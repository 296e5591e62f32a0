//! Utilidades JWT
//!
//! Este módulo contiene funciones helper para emitir y verificar los tokens
//! de sesión (HS256).

use jsonwebtoken::{decode, encode, DecodingKey, EncodingKey, Header, Validation};
use serde::{Deserialize, Serialize};
use uuid::Uuid;

use crate::{config::environment::EnvironmentConfig, utils::errors::AppError};

/// Claims del JWT token
#[derive(Debug, Serialize, Deserialize)]
pub struct JwtClaims {
    pub sub: String,   // user_id
    pub email: String, // email de la identidad
    pub exp: usize,    // expiration timestamp
    pub iat: usize,    // issued at timestamp
}

impl JwtClaims {
    pub fn user_id(&self) -> Result<Uuid, AppError> {
        Uuid::parse_str(&self.sub).map_err(|_| AppError::Jwt("Invalid subject".to_string()))
    }
}

/// Configuración de JWT
#[derive(Debug, Clone)]
pub struct JwtConfig {
    pub secret: String,
    pub expiration: u64,
}

impl From<&EnvironmentConfig> for JwtConfig {
    fn from(config: &EnvironmentConfig) -> Self {
        Self {
            secret: config.jwt_secret.clone(),
            expiration: config.jwt_expiration,
        }
    }
}

/// Generar JWT token para un usuario
pub fn generate_token(user_id: Uuid, email: &str, config: &JwtConfig) -> Result<String, AppError> {
    let now = chrono::Utc::now();
    let expires_at = now + chrono::Duration::seconds(config.expiration as i64);

    let claims = JwtClaims {
        sub: user_id.to_string(),
        email: email.to_string(),
        exp: expires_at.timestamp() as usize,
        iat: now.timestamp() as usize,
    };

    let encoding_key = EncodingKey::from_secret(config.secret.as_ref());

    encode(&Header::default(), &claims, &encoding_key)
        .map_err(|e| AppError::Internal(format!("Error generando token: {}", e)))
}

/// Verificar y decodificar JWT token
pub fn verify_token(token: &str, config: &JwtConfig) -> Result<JwtClaims, AppError> {
    let decoding_key = DecodingKey::from_secret(config.secret.as_ref());

    let token_data = decode::<JwtClaims>(token, &decoding_key, &Validation::default())
        .map_err(|e| AppError::Jwt(format!("Invalid token: {}", e)))?;

    Ok(token_data.claims)
}

/// Extraer token del header Authorization
pub fn extract_token_from_header(auth_header: &str) -> Result<&str, AppError> {
    let token = auth_header
        .strip_prefix("Bearer ")
        .ok_or_else(|| AppError::Unauthorized("Not authenticated".to_string()))?
        .trim();

    if token.is_empty() {
        return Err(AppError::Unauthorized("Not authenticated".to_string()));
    }

    Ok(token)
}

#[cfg(test)]
mod tests {
    use super::*;

    fn config() -> JwtConfig {
        JwtConfig {
            secret: "test-secret".to_string(),
            expiration: 3600,
        }
    }

    #[test]
    fn test_generate_and_verify() {
        let user_id = Uuid::new_v4();
        let token = generate_token(user_id, "anna@example.com", &config()).unwrap();
        let claims = verify_token(&token, &config()).unwrap();
        assert_eq!(claims.user_id().unwrap(), user_id);
        assert_eq!(claims.email, "anna@example.com");
    }

    #[test]
    fn test_wrong_secret_rejected() {
        let token = generate_token(Uuid::new_v4(), "a@b.de", &config()).unwrap();
        let other = JwtConfig {
            secret: "other".to_string(),
            ..config()
        };
        assert!(matches!(verify_token(&token, &other), Err(AppError::Jwt(_))));
    }

    #[test]
    fn test_extract_token_from_header() {
        assert_eq!(extract_token_from_header("Bearer abc.def.ghi").unwrap(), "abc.def.ghi");
        assert!(extract_token_from_header("Basic abc").is_err());
        assert!(extract_token_from_header("Bearer ").is_err());
    }
}
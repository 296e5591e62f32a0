use serde::{Deserialize, Serialize};
use validator::Validate;

use crate::models::{UserProfile, Vehicle};
use crate::utils::validation::validate_not_blank;

#[derive(Debug, Deserialize, Validate)]
pub struct InviteDriverRequest {
    #[validate(email)]
    pub email: String,
    #[validate(length(max = 120), custom = "validate_not_blank")]
    pub name: String,
}

// Perfil de la empresa con sus vehículos asignados
#[derive(Debug, Serialize)]
pub struct DriverResponse {
    #[serde(flatten)]
    pub profile: UserProfile,
    pub is_pending: bool,
    pub assigned_vehicles: Vec<Vehicle>,
}
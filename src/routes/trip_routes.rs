use axum::{
    extract::{Path, Query, State},
    http::StatusCode,
    routing::get,
    Extension, Json, Router,
};
use uuid::Uuid;

use crate::controllers::TripController;
use crate::dto::trip_dto::{
    CompanyTripResponse, CreateTripRequest, TripListResponse, TripWithVehicle, UpdateTripRequest,
};
use crate::dto::ApiResponse;
use crate::middleware::AuthenticatedUser;
use crate::models::{TripEntry, TripFilters};
use crate::routes::attachment_routes;
use crate::state::AppState;
use crate::utils::errors::AppResult;

pub fn create_trip_router() -> Router<AppState> {
    Router::new()
        .route("/", get(list_company_trips).post(create_trip))
        .route("/mine", get(list_my_trips))
        .route("/:id", get(get_trip).put(update_trip).delete(delete_trip))
        .route(
            "/:id/attachments",
            get(attachment_routes::list_attachments).post(attachment_routes::attach_file),
        )
}

async fn create_trip(
    State(state): State<AppState>,
    Extension(user): Extension<AuthenticatedUser>,
    Json(request): Json<CreateTripRequest>,
) -> AppResult<(StatusCode, Json<ApiResponse<TripEntry>>)> {
    let response = TripController::new(&state).create(&user, request).await?;
    Ok((StatusCode::CREATED, Json(response)))
}

async fn list_my_trips(
    State(state): State<AppState>,
    Extension(user): Extension<AuthenticatedUser>,
) -> AppResult<Json<TripListResponse<TripWithVehicle>>> {
    let trips = TripController::new(&state).mine(&user).await?;
    Ok(Json(trips))
}

async fn list_company_trips(
    State(state): State<AppState>,
    Extension(user): Extension<AuthenticatedUser>,
    Query(filters): Query<TripFilters>,
) -> AppResult<Json<TripListResponse<CompanyTripResponse>>> {
    let trips = TripController::new(&state).company(&user, filters).await?;
    Ok(Json(trips))
}

async fn get_trip(
    State(state): State<AppState>,
    Extension(user): Extension<AuthenticatedUser>,
    Path(id): Path<Uuid>,
) -> AppResult<Json<CompanyTripResponse>> {
    let trip = TripController::new(&state).get(&user, id).await?;
    Ok(Json(trip))
}

async fn update_trip(
    State(state): State<AppState>,
    Extension(user): Extension<AuthenticatedUser>,
    Path(id): Path<Uuid>,
    Json(request): Json<UpdateTripRequest>,
) -> AppResult<Json<ApiResponse<TripEntry>>> {
    let response = TripController::new(&state).update(&user, id, request).await?;
    Ok(Json(response))
}

async fn delete_trip(
    State(state): State<AppState>,
    Extension(user): Extension<AuthenticatedUser>,
    Path(id): Path<Uuid>,
) -> AppResult<Json<ApiResponse<()>>> {
    let response = TripController::new(&state).delete(&user, id).await?;
    Ok(Json(response))
}
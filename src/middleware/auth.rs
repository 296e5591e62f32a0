//! Middleware de autenticación JWT
//!
//! Extrae el bearer token, lo verifica y comprueba que la identidad sigue
//! existiendo antes de inyectar `AuthenticatedUser` en las extensions.

use axum::{
    extract::{Request, State},
    http::header,
    middleware::Next,
    response::Response,
};
use tracing::debug;
use uuid::Uuid;

use crate::{
    state::AppState,
    utils::{
        errors::{not_authenticated, AppError},
        jwt::{extract_token_from_header, verify_token},
    },
};

/// Usuario autenticado que se inyecta en las requests
#[derive(Debug, Clone)]
pub struct AuthenticatedUser {
    pub user_id: Uuid,
    pub email: String,
}

/// Middleware de autenticación JWT
pub async fn auth_middleware(
    State(state): State<AppState>,
    mut request: Request,
    next: Next,
) -> Result<Response, AppError> {
    let auth_header = request
        .headers()
        .get(header::AUTHORIZATION)
        .and_then(|value| value.to_str().ok())
        .ok_or_else(not_authenticated)?;

    let token = extract_token_from_header(auth_header)?;
    let claims = verify_token(token, &state.jwt).map_err(|e| {
        debug!("🔒 Token rechazado: {}", e);
        not_authenticated()
    })?;
    let user_id = claims.user_id().map_err(|_| not_authenticated())?;

    let user = state
        .repositories
        .users
        .find_by_id(user_id)
        .await?
        .ok_or_else(not_authenticated)?;

    request.extensions_mut().insert(AuthenticatedUser {
        user_id: user.id,
        email: user.email,
    });

    Ok(next.run(request).await)
}
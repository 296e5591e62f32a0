use serde::Serialize;

// Response genérica para mutaciones
#[derive(Debug, Serialize)]
pub struct ApiResponse<T> {
    pub success: bool,
    pub message: Option<String>,
    pub data: Option<T>,
}

impl<T> ApiResponse<T> {
    pub fn success(data: T) -> Self {
        Self {
            success: true,
            message: None,
            data: Some(data),
        }
    }

    pub fn success_with_message(data: T, message: impl Into<String>) -> Self {
        Self {
            success: true,
            message: Some(message.into()),
            data: Some(data),
        }
    }
}

impl ApiResponse<()> {
    pub fn message(message: impl Into<String>) -> Self {
        Self {
            success: true,
            message: Some(message.into()),
            data: None,
        }
    }
}
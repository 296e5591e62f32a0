//! Utilidades de validación
//!
//! Validadores personalizados usados desde `#[validate(custom = ...)]` en los DTOs.

use lazy_static::lazy_static;
use regex::Regex;
use validator::ValidationError;

lazy_static! {
    static ref LICENSE_PLATE: Regex =
        Regex::new(r"^[A-Z0-9ÄÖÜ][A-Z0-9ÄÖÜ \-]{1,14}$").expect("valid license plate regex");
    static ref VIN: Regex = Regex::new(r"^[A-HJ-NPR-Z0-9]{17}$").expect("valid VIN regex");
    static ref TIME_HH_MM: Regex =
        Regex::new(r"^([01][0-9]|2[0-3]):[0-5][0-9]$").expect("valid time regex");
}

fn error(code: &'static str, message: &'static str, value: &str) -> ValidationError {
    let mut error = ValidationError::new(code);
    error.message = Some(message.into());
    error.add_param("value".into(), &value.to_string());
    error
}

/// Validar que un string no esté vacío
pub fn validate_not_blank(value: &str) -> Result<(), ValidationError> {
    if value.trim().is_empty() {
        return Err(error("not_blank", "must not be blank", value));
    }
    Ok(())
}

/// Matrícula: letras, dígitos, espacios y guiones
pub fn validate_license_plate(value: &str) -> Result<(), ValidationError> {
    if !LICENSE_PLATE.is_match(&normalize_license_plate(value)) {
        return Err(error("license_plate", "invalid license plate", value));
    }
    Ok(())
}

/// VIN de 17 caracteres (sin I, O ni Q); vacío significa sin VIN
pub fn validate_vin(value: &str) -> Result<(), ValidationError> {
    if value.trim().is_empty() {
        return Ok(());
    }
    if !VIN.is_match(&value.trim().to_uppercase()) {
        return Err(error("vin", "VIN must have 17 characters without I, O or Q", value));
    }
    Ok(())
}

/// Hora en formato HH:MM; vacío significa sin hora
pub fn validate_time(value: &str) -> Result<(), ValidationError> {
    if value.trim().is_empty() {
        return Ok(());
    }
    if !TIME_HH_MM.is_match(value.trim()) {
        return Err(error("time", "time must use the HH:MM format", value));
    }
    Ok(())
}

/// Matrícula en mayúsculas con espacios simples
pub fn normalize_license_plate(value: &str) -> String {
    value
        .split_whitespace()
        .collect::<Vec<_>>()
        .join(" ")
        .to_uppercase()
}

/// Convierte strings vacíos en `None`
pub fn non_empty(value: Option<String>) -> Option<String> {
    value
        .map(|v| v.trim().to_string())
        .filter(|v| !v.is_empty())
}

#[cfg(test)]
mod tests {
    use super::*;

    #[test]
    fn test_license_plate() {
        assert!(validate_license_plate("M-AB 1234").is_ok());
        assert!(validate_license_plate("  b-xy   99 ").is_ok());
        assert!(validate_license_plate("Ö-A 1").is_ok());
        assert!(validate_license_plate("").is_err());
        assert!(validate_license_plate("M_AB#1").is_err());
    }

    #[test]
    fn test_vin() {
        assert!(validate_vin("WVWZZZ1JZXW000001").is_ok());
        assert!(validate_vin("wvwzzz1jzxw000001").is_ok());
        assert!(validate_vin("WVWZZZ1JZXW00000").is_err());
        assert!(validate_vin("WVWZZZ1JZXW00000O").is_err());
        assert!(validate_vin("").is_ok());
    }

    #[test]
    fn test_time() {
        assert!(validate_time("08:30").is_ok());
        assert!(validate_time("23:59").is_ok());
        assert!(validate_time("24:00").is_err());
        assert!(validate_time("8:30").is_err());
        assert!(validate_time(" ").is_ok());
    }

    #[test]
    fn test_normalize() {
        assert_eq!(normalize_license_plate(" m-ab   12 "), "M-AB 12");
        assert_eq!(non_empty(Some("   ".to_string())), None);
        assert_eq!(non_empty(Some(" x ".to_string())), Some("x".to_string()));
    }
}
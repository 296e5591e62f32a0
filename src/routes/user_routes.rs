use axum::{extract::State, routing::get, Extension, Json, Router};

use crate::controllers::UserController;
use crate::dto::auth_dto::{CurrentUserResponse, UpdateProfileRequest};
use crate::dto::ApiResponse;
use crate::middleware::AuthenticatedUser;
use crate::state::AppState;
use crate::utils::errors::AppResult;

pub fn create_user_router() -> Router<AppState> {
    Router::new().route("/me", get(get_me).put(update_me))
}

async fn get_me(
    State(state): State<AppState>,
    Extension(user): Extension<AuthenticatedUser>,
) -> AppResult<Json<CurrentUserResponse>> {
    let response = UserController::new(&state).me(&user).await?;
    Ok(Json(response))
}

async fn update_me(
    State(state): State<AppState>,
    Extension(user): Extension<AuthenticatedUser>,
    Json(request): Json<UpdateProfileRequest>,
) -> AppResult<Json<ApiResponse<CurrentUserResponse>>> {
    let response = UserController::new(&state).update_me(&user, request).await?;
    Ok(Json(response))
}
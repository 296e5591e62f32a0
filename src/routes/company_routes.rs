use axum::{
    extract::{Path, State},
    http::StatusCode,
    routing::{get, post, put},
    Extension, Json, Router,
};
use uuid::Uuid;

use crate::controllers::CompanyController;
use crate::dto::company_dto::{CompanyOverview, CreateCompanyRequest, UpdateCompanyRequest};
use crate::dto::ApiResponse;
use crate::middleware::AuthenticatedUser;
use crate::models::Company;
use crate::state::AppState;
use crate::utils::errors::AppResult;

pub fn create_company_router() -> Router<AppState> {
    Router::new()
        .route("/", post(create_company))
        .route("/current", get(get_current_company))
        .route("/current/overview", get(get_overview))
        .route("/:id", put(update_company))
}

async fn create_company(
    State(state): State<AppState>,
    Extension(user): Extension<AuthenticatedUser>,
    Json(request): Json<CreateCompanyRequest>,
) -> AppResult<(StatusCode, Json<ApiResponse<Company>>)> {
    let response = CompanyController::new(&state).create(&user, request).await?;
    Ok((StatusCode::CREATED, Json(response)))
}

async fn get_current_company(
    State(state): State<AppState>,
    Extension(user): Extension<AuthenticatedUser>,
) -> AppResult<Json<Company>> {
    let company = CompanyController::new(&state).current(&user).await?;
    Ok(Json(company))
}

async fn update_company(
    State(state): State<AppState>,
    Extension(user): Extension<AuthenticatedUser>,
    Path(id): Path<Uuid>,
    Json(request): Json<UpdateCompanyRequest>,
) -> AppResult<Json<ApiResponse<Company>>> {
    let response = CompanyController::new(&state).update(&user, id, request).await?;
    Ok(Json(response))
}

async fn get_overview(
    State(state): State<AppState>,
    Extension(user): Extension<AuthenticatedUser>,
) -> AppResult<Json<CompanyOverview>> {
    let overview = CompanyController::new(&state).overview(&user).await?;
    Ok(Json(overview))
}
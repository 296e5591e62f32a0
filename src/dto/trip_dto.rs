use chrono::NaiveDate;
use serde::{Deserialize, Serialize};
use uuid::Uuid;
use validator::Validate;

use crate::models::{TripEntry, UserProfile, Vehicle};
use crate::utils::validation::{validate_not_blank, validate_time};

// Request para registrar un viaje
#[derive(Debug, Deserialize, Validate)]
pub struct CreateTripRequest {
    pub vehicle_id: Uuid,
    pub date: NaiveDate,
    #[validate(custom = "validate_time")]
    pub time_start: Option<String>,
    #[validate(custom = "validate_time")]
    pub time_end: Option<String>,
    #[validate(length(max = 200), custom = "validate_not_blank")]
    pub location_start: String,
    #[validate(length(max = 200), custom = "validate_not_blank")]
    pub location_end: String,
    #[validate(range(min = 0, max = 10000000))]
    pub km_start: i64,
    #[validate(range(min = 0, max = 10000000))]
    pub km_end: i64,
    #[validate(length(max = 500), custom = "validate_not_blank")]
    pub purpose: String,
    #[validate(length(max = 2000))]
    pub notes: Option<String>,
}

// Request para actualizar un viaje (patch)
#[derive(Debug, Default, Deserialize, Validate)]
pub struct UpdateTripRequest {
    pub vehicle_id: Option<Uuid>,
    pub date: Option<NaiveDate>,
    #[validate(custom = "validate_time")]
    pub time_start: Option<String>,
    #[validate(custom = "validate_time")]
    pub time_end: Option<String>,
    #[validate(length(max = 200), custom = "validate_not_blank")]
    pub location_start: Option<String>,
    #[validate(length(max = 200), custom = "validate_not_blank")]
    pub location_end: Option<String>,
    #[validate(range(min = 0, max = 10000000))]
    pub km_start: Option<i64>,
    #[validate(range(min = 0, max = 10000000))]
    pub km_end: Option<i64>,
    #[validate(length(max = 500), custom = "validate_not_blank")]
    pub purpose: Option<String>,
    #[validate(length(max = 2000))]
    pub notes: Option<String>,
}

// Viaje propio con su vehículo
#[derive(Debug, Serialize)]
pub struct TripWithVehicle {
    #[serde(flatten)]
    pub trip: TripEntry,
    pub distance_km: i64,
    pub vehicle: Option<Vehicle>,
}

// Viaje de la empresa con vehículo y conductor
#[derive(Debug, Serialize)]
pub struct CompanyTripResponse {
    #[serde(flatten)]
    pub trip: TripEntry,
    pub distance_km: i64,
    pub vehicle: Option<Vehicle>,
    pub driver: Option<UserProfile>,
}

#[derive(Debug, Serialize)]
pub struct TripListResponse<T> {
    pub entries: Vec<T>,
    pub total_km: i64,
}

> [EXERCISE DESCRIPTION]: A line counts if it contains the string "JwtClaims"; report how many lines in the material do, giving only the number.

> [RESPONSE TO THE EXERCISE]: 5